(Stored items)

——

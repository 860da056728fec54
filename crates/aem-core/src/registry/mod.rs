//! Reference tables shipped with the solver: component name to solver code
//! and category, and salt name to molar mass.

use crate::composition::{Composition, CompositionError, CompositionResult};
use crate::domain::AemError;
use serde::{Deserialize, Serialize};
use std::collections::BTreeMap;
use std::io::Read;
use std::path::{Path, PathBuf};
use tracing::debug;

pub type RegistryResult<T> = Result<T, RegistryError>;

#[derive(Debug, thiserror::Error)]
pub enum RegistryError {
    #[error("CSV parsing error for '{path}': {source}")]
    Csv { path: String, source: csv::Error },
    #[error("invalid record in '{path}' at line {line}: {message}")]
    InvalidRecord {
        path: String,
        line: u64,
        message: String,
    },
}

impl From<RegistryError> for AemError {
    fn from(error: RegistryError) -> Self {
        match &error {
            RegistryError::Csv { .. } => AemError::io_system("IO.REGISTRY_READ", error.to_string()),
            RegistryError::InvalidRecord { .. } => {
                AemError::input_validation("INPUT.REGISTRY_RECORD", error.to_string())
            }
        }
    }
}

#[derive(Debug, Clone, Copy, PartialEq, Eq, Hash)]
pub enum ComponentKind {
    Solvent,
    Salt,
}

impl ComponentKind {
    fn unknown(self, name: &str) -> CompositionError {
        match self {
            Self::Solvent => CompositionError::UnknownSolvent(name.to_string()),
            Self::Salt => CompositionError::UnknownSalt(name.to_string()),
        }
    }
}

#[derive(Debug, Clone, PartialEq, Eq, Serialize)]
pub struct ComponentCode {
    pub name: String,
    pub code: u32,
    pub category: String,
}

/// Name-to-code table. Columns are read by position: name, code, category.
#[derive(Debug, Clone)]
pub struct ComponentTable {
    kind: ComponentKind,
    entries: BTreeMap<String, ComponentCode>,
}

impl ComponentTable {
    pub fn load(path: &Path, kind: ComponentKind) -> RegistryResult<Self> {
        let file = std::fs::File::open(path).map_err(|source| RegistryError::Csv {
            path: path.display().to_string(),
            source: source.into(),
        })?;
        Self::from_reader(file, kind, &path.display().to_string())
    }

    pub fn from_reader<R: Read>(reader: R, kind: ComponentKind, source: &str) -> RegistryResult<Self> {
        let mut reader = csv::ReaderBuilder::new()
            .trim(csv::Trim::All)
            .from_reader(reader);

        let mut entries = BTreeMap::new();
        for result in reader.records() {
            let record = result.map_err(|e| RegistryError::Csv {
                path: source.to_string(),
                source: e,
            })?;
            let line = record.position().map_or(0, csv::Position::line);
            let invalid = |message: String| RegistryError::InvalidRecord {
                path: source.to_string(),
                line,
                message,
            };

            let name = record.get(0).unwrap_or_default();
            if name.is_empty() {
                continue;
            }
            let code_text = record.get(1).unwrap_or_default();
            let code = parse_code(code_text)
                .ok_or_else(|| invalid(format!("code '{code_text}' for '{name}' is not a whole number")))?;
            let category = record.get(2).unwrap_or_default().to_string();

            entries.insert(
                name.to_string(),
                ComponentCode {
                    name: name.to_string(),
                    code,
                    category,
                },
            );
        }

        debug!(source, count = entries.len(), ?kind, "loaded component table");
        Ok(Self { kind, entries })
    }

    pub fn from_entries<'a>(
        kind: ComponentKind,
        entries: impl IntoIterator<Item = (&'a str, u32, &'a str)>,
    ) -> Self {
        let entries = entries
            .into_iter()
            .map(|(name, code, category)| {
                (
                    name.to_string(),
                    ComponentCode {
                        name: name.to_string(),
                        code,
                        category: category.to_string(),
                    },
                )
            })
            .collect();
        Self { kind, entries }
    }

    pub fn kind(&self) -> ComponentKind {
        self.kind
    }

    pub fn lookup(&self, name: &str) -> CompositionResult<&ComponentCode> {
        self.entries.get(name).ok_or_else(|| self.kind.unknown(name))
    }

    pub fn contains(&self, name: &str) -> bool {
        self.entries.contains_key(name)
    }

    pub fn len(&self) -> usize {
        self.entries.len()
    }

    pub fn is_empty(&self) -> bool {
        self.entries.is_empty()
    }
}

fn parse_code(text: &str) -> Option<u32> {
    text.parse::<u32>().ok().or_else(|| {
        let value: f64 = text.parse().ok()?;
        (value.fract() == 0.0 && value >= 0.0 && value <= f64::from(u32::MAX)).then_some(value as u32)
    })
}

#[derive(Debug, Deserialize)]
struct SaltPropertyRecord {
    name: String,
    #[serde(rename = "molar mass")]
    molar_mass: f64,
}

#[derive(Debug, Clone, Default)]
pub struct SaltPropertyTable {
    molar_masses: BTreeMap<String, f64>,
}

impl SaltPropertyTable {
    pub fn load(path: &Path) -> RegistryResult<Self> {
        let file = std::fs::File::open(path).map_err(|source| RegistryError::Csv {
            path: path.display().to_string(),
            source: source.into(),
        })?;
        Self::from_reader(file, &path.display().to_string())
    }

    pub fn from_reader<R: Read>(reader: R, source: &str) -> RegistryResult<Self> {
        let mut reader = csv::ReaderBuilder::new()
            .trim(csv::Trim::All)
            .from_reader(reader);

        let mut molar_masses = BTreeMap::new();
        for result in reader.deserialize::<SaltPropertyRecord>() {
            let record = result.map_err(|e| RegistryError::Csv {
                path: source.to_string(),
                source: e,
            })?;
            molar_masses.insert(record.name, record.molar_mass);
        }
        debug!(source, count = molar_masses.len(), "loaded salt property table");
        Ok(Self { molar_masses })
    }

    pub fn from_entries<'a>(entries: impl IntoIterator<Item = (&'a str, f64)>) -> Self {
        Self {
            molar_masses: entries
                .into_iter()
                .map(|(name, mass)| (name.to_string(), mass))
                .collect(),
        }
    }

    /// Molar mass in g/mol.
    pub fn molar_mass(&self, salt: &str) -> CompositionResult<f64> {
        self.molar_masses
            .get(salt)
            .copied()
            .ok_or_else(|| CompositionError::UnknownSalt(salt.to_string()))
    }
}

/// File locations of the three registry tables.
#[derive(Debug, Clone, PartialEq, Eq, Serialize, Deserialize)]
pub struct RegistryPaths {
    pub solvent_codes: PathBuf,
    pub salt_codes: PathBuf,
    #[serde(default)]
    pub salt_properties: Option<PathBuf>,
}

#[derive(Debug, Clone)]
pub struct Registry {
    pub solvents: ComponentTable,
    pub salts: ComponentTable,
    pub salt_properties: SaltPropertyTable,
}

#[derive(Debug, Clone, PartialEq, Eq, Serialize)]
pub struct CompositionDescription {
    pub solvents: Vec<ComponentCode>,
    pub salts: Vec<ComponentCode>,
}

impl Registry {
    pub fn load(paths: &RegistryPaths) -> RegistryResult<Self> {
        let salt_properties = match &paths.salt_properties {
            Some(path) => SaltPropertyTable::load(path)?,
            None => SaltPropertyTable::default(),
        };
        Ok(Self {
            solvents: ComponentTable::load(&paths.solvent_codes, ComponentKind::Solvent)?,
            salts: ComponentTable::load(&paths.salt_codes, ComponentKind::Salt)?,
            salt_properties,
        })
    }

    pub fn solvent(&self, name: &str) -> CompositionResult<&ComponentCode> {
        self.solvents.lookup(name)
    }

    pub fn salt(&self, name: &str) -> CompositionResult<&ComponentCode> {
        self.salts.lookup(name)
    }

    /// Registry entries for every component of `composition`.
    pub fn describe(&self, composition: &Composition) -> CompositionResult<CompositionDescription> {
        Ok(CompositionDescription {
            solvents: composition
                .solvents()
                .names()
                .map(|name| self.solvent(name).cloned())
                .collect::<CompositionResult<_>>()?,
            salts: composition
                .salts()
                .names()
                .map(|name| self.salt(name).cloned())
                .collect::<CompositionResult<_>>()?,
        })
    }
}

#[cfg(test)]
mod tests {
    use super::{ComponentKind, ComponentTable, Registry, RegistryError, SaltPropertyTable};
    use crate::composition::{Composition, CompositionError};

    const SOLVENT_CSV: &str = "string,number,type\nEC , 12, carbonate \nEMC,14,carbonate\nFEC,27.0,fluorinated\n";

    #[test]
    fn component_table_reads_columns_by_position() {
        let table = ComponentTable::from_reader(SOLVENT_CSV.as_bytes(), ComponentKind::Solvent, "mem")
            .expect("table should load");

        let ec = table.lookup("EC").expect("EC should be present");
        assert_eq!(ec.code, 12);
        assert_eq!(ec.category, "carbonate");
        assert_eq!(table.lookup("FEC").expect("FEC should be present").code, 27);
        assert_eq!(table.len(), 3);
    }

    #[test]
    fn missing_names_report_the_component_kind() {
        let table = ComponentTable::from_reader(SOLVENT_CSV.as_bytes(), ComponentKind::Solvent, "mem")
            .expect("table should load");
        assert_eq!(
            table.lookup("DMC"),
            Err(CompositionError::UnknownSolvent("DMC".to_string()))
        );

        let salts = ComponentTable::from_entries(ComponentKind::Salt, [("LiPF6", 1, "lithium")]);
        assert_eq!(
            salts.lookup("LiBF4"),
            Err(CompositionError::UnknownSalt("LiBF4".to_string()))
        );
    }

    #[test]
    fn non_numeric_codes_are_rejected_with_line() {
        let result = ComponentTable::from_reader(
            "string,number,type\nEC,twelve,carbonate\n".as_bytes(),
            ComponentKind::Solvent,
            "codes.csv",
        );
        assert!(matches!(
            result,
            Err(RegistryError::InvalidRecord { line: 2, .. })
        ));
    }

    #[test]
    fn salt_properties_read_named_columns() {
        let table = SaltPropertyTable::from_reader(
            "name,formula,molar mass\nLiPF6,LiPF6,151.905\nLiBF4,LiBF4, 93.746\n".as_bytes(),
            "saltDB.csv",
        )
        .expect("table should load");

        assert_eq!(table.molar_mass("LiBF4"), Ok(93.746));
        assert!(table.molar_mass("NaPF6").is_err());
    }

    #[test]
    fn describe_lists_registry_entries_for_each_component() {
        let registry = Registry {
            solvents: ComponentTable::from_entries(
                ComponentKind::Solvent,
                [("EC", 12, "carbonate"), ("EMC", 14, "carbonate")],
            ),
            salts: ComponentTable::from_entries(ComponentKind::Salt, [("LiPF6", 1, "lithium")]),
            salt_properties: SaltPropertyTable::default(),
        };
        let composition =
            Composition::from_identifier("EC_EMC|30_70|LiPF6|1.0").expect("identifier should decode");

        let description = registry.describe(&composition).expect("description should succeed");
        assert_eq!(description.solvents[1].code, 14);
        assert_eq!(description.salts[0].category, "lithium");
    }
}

——

Using the entries above, output exactly the lines between the line holding "self.entries.contains_key(name)" and the line holding "#[derive(Debug, Deserialize)]", end lines included, and nothing more.

● SOLVED EXERCISE:
        self.entries.contains_key(name)
    }

    pub fn len(&self) -> usize {
        self.entries.len()
    }

    pub fn is_empty(&self) -> bool {
        self.entries.is_empty()
    }
}

fn parse_code(text: &str) -> Option<u32> {
    text.parse::<u32>().ok().or_else(|| {
        let value: f64 = text.parse().ok()?;
        (value.fract() == 0.0 && value >= 0.0 && value <= f64::from(u32::MAX)).then_some(value as u32)
    })
}

#[derive(Debug, Deserialize)]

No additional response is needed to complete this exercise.